▶ _About this exercise_
Your answer should be the lines below from the one holding "for (token, kind)" through the one holding "pub fn from_label(label: &str) -> Self", copied exactly and with nothing else.

▶ _Records_
//! Shared data model for the validation pipeline.

use chrono::{DateTime, Utc};
use serde::{Deserialize, Serialize};

/// Role of a document within one validation run.
#[derive(Debug, Clone, Copy, PartialEq, Eq, Serialize, Deserialize)]
#[serde(rename_all = "snake_case")]
pub enum DocumentRole {
    /// The authoritative earning-call transcript.
    Source,
    /// The structured summary (DSS) under validation.
    Summary,
}

/// An ingested document. Immutable once constructed.
#[derive(Debug, Clone, Serialize, Deserialize)]
pub struct Document {
    pub text: String,
    pub role: DocumentRole,
}

impl Document {
    /// Create a source (earning-call) document.
    pub fn source(text: impl Into<String>) -> Self {
        Self {
            text: text.into(),
            role: DocumentRole::Source,
        }
    }

    /// Create a summary (DSS) document.
    pub fn summary(text: impl Into<String>) -> Self {
        Self {
            text: text.into(),
            role: DocumentRole::Summary,
        }
    }
}

/// Named partition of a summary document.
///
/// Declaration order is report order; `Ord` relies on it.
#[derive(
    Debug, Clone, Copy, PartialEq, Eq, PartialOrd, Ord, Hash, Serialize, Deserialize,
)]
pub enum SectionKind {
    #[serde(rename = "실적")]
    Performance,
    #[serde(rename = "가이던스")]
    Guidance,
    #[serde(rename = "Q&A")]
    Qa,
}

impl SectionKind {
    pub const ALL: [SectionKind; 3] = [
        SectionKind::Performance,
        SectionKind::Guidance,
        SectionKind::Qa,
    ];

    /// Korean label used in prompts and in report `type` fields.
    pub fn label(&self) -> &'static str {
        match self {
            SectionKind::Performance => "실적",
            SectionKind::Guidance => "가이던스",
            SectionKind::Qa => "Q&A",
        }
    }
}

impl std::fmt::Display for SectionKind {
    fn fmt(&self, f: &mut std::fmt::Formatter<'_>) -> std::fmt::Result {
        f.write_str(self.label())
    }
}

/// One classified section of a summary document.
#[derive(Debug, Clone, Serialize, Deserialize)]
pub struct Section {
    pub kind: SectionKind,
    pub text: String,
}

/// Smallest fragment independently sent for validation.
///
/// Invariants: `index` is 1-based within its section; `text` always ends
/// with a terminal period; the segmenter never splits between digits.
#[derive(Debug, Clone, PartialEq, Eq, Serialize, Deserialize)]
pub struct SentenceUnit {
    pub index: usize,
    pub text: String,
}

/// Category of a confirmed faithfulness issue.
///
/// Serialized with the Korean tokens the oracle is instructed to emit.
#[derive(Debug, Clone, Copy, PartialEq, Eq, Serialize, Deserialize)]
pub enum IssueType {
    #[serde(rename = "수치오류")]
    NumericError,
    #[serde(rename = "과장")]
    Exaggeration,
    #[serde(rename = "축소")]
    Understatement,
    #[serde(rename = "확대해석")]
    Overinterpretation,
    #[serde(rename = "문맥누락")]
    MissingContext,
    #[serde(rename = "조건무시")]
    IgnoredCondition,
}

impl IssueType {
    /// Korean wire label for this issue type.
    pub fn label(&self) -> &'static str {
        match self {
            IssueType::NumericError => "수치오류",
            IssueType::Exaggeration => "과장",
            IssueType::Understatement => "축소",
            IssueType::Overinterpretation => "확대해석",
            IssueType::MissingContext => "문맥누락",
            IssueType::IgnoredCondition => "조건무시",
        }
    }

    /// Parse the oracle's `issue_type` label, tolerating surrounding noise.
    pub fn from_label(label: &str) -> Option<Self> {
        let label = label.trim();
        for (token, kind) in [
            ("수치오류", IssueType::NumericError),
            ("과장", IssueType::Exaggeration),
            ("축소", IssueType::Understatement),
            ("확대해석", IssueType::Overinterpretation),
            ("문맥누락", IssueType::MissingContext),
            ("조건무시", IssueType::IgnoredCondition),
        ] {
            if label.contains(token) {
                return Some(kind);
            }
        }
        None
    }
}

/// Severity of an issue, most severe first.
#[derive(
    Debug, Clone, Copy, PartialEq, Eq, PartialOrd, Ord, Hash, Default, Serialize, Deserialize,
)]
pub enum Severity {
    Critical,
    High,
    Medium,
    #[default]
    Low,
}

impl Severity {
    /// Parse the oracle's `severity` label, defaulting to `Low`.
    pub fn from_label(label: &str) -> Self {
        match label.trim().to_lowercase().as_str() {
            "critical" => Severity::Critical,
            "high" => Severity::High,
            "medium" => Severity::Medium,
            _ => Severity::Low,
        }
    }
}

/// Terminal state of one sentence validation.
#[derive(Debug, Clone, Copy, PartialEq, Eq, Serialize, Deserialize)]
#[serde(rename_all = "snake_case")]
pub enum ValidationStatus {
    /// No issue found; `recommendation` equals the original sentence.
    Passed,
    /// At least one issue survived the filter; the first one is reported.
    IssueFound,
    /// The oracle call itself failed; fail-soft terminal outcome.
    Error,
}

/// Metric label for a sentence that validated clean.
pub const METRIC_MATCHED: &str = "일치함";
/// Metric label for a sentence whose validation call failed.
pub const METRIC_VALIDATION_ERROR: &str = "검수 오류";
/// Metric label when the oracle omitted the field.
pub const METRIC_GENERAL: &str = "전반적 내용";

/// Exactly one outcome per [`SentenceUnit`] — the atomic unit the rest of
/// the pipeline reasons about.
#[derive(Debug, Clone, Serialize, Deserialize)]
pub struct ValidationOutcome {
    #[serde(rename = "type")]
    pub section: SectionKind,
    pub sentence_index: usize,
    #[serde(rename = "validation_status")]
    pub status: ValidationStatus,
    #[serde(skip_serializing_if = "Option::is_none")]
    pub issue_type: Option<IssueType>,
    pub severity: Severity,
    #[serde(rename = "dss_sentence")]
    pub original_sentence: String,
    #[serde(rename = "earning_call_context")]
    pub source_context: String,
    pub issue: String,
    /// Always a complete replacement sentence, never an instruction to
    /// delete content (enforced by the recommendation filter).
    pub recommendation: String,
    pub metric: String,
    pub company: String,
    pub period: String,
}

impl ValidationOutcome {
    /// Passed-state contract: the recommendation is the sentence itself,
    /// signalling "no change needed".
    pub fn passed(section: SectionKind, unit: &SentenceUnit) -> Self {
        Self {
            section,
            sentence_index: unit.index,
            status: ValidationStatus::Passed,
            issue_type: None,
            severity: Severity::Low,
            original_sentence: unit.text.clone(),
            source_context: String::new(),
            issue: String::new(),
            recommendation: unit.text.clone(),
            metric: METRIC_MATCHED.to_string(),
            company: String::new(),
            period: String::new(),
        }
    }

    /// Fail-soft outcome for an oracle transport failure. Not a retry
    /// trigger; the sentence is reported as unverified.
    pub fn transport_error(
        section: SectionKind,
        unit: &SentenceUnit,
        description: impl Into<String>,
    ) -> Self {
        Self {
            section,
            sentence_index: unit.index,
            status: ValidationStatus::Error,
            issue_type: None,
            severity: Severity::Low,
            original_sentence: unit.text.clone(),
            source_context: String::new(),
            issue: format!("검증 중 오류 발생: {}", description.into()),
            recommendation: unit.text.clone(),
            metric: METRIC_VALIDATION_ERROR.to_string(),
            company: String::new(),
            period: String::new(),
        }
    }

    /// Whether this outcome counts as an issue for scoring.
    pub fn is_issue(&self) -> bool {
        self.status == ValidationStatus::IssueFound
    }
}

/// Qualitative document-level faithfulness label.
#[derive(Debug, Clone, Copy, PartialEq, Eq, Serialize, Deserialize)]
#[serde(rename_all = "lowercase")]
pub enum Faithfulness {
    Good,
    Fair,
    Poor,
}

/// Document-level assessment, recomputed fresh from the full outcome list
/// on every run.
#[derive(Debug, Clone, Serialize, Deserialize)]
pub struct AggregateAssessment {
    /// 0..=100, severity-weighted.
    pub accuracy_score: u8,
    pub faithfulness: Faithfulness,
    /// Critical + High issue count.
    pub major_issues_count: usize,
    pub summary: String,
    /// Every outcome, in (section, sentence index) order.
    pub issues: Vec<ValidationOutcome>,
    pub evaluated_at: DateTime<Utc>,
}

#[cfg(test)]
mod tests {
    use super::*;

    #[test]
    fn test_document_constructors_set_roles() {
        let source = Document::source("어닝콜 원문");
        assert_eq!(source.role, DocumentRole::Source);

        let summary = Document::summary("DSS 요약");
        assert_eq!(summary.role, DocumentRole::Summary);
        assert_eq!(summary.text, "DSS 요약");
    }

    #[test]
    fn test_section_order_is_report_order() {
        assert!(SectionKind::Performance < SectionKind::Guidance);
        assert!(SectionKind::Guidance < SectionKind::Qa);
    }

    #[test]
    fn test_issue_type_labels_roundtrip() {
        assert_eq!(IssueType::from_label("수치오류"), Some(IssueType::NumericError));
        assert_eq!(
            IssueType::from_label(" 문맥누락 "),
            Some(IssueType::MissingContext)
        );
        assert_eq!(IssueType::from_label("기타"), None);
    }

    #[test]
    fn test_severity_parsing_is_lenient() {
        assert_eq!(Severity::from_label("Critical"), Severity::Critical);
        assert_eq!(Severity::from_label("HIGH"), Severity::High);
        assert_eq!(Severity::from_label("medium "), Severity::Medium);
        assert_eq!(Severity::from_label("unknown"), Severity::Low);
    }

    #[test]
    fn test_passed_outcome_contract() {
        let unit = SentenceUnit {
            index: 3,
            text: "매출이 증가했다.".to_string(),
        };
        let outcome = ValidationOutcome::passed(SectionKind::Performance, &unit);

        assert_eq!(outcome.recommendation, unit.text);
        assert_eq!(outcome.sentence_index, 3);
        assert_eq!(outcome.metric, METRIC_MATCHED);
        assert!(!outcome.is_issue());
    }

    #[test]
    fn test_outcome_serializes_wire_names() {
        let unit = SentenceUnit {
            index: 1,
            text: "문장.".to_string(),
        };
        let outcome = ValidationOutcome::passed(SectionKind::Qa, &unit);
        let json = serde_json::to_value(&outcome).unwrap();

        assert_eq!(json["type"], "Q&A");
        assert_eq!(json["validation_status"], "passed");
        assert_eq!(json["dss_sentence"], "문장.");
    }
}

▶ _Problem solution_
        for (token, kind) in [
            ("수치오류", IssueType::NumericError),
            ("과장", IssueType::Exaggeration),
            ("축소", IssueType::Understatement),
            ("확대해석", IssueType::Overinterpretation),
            ("문맥누락", IssueType::MissingContext),
            ("조건무시", IssueType::IgnoredCondition),
        ] {
            if label.contains(token) {
                return Some(kind);
            }
        }
        None
    }
}

/// Severity of an issue, most severe first.
#[derive(
    Debug, Clone, Copy, PartialEq, Eq, PartialOrd, Ord, Hash, Default, Serialize, Deserialize,
)]
pub enum Severity {
    Critical,
    High,
    Medium,
    #[default]
    Low,
}

impl Severity {
    /// Parse the oracle's `severity` label, defaulting to `Low`.
    pub fn from_label(label: &str) -> Self {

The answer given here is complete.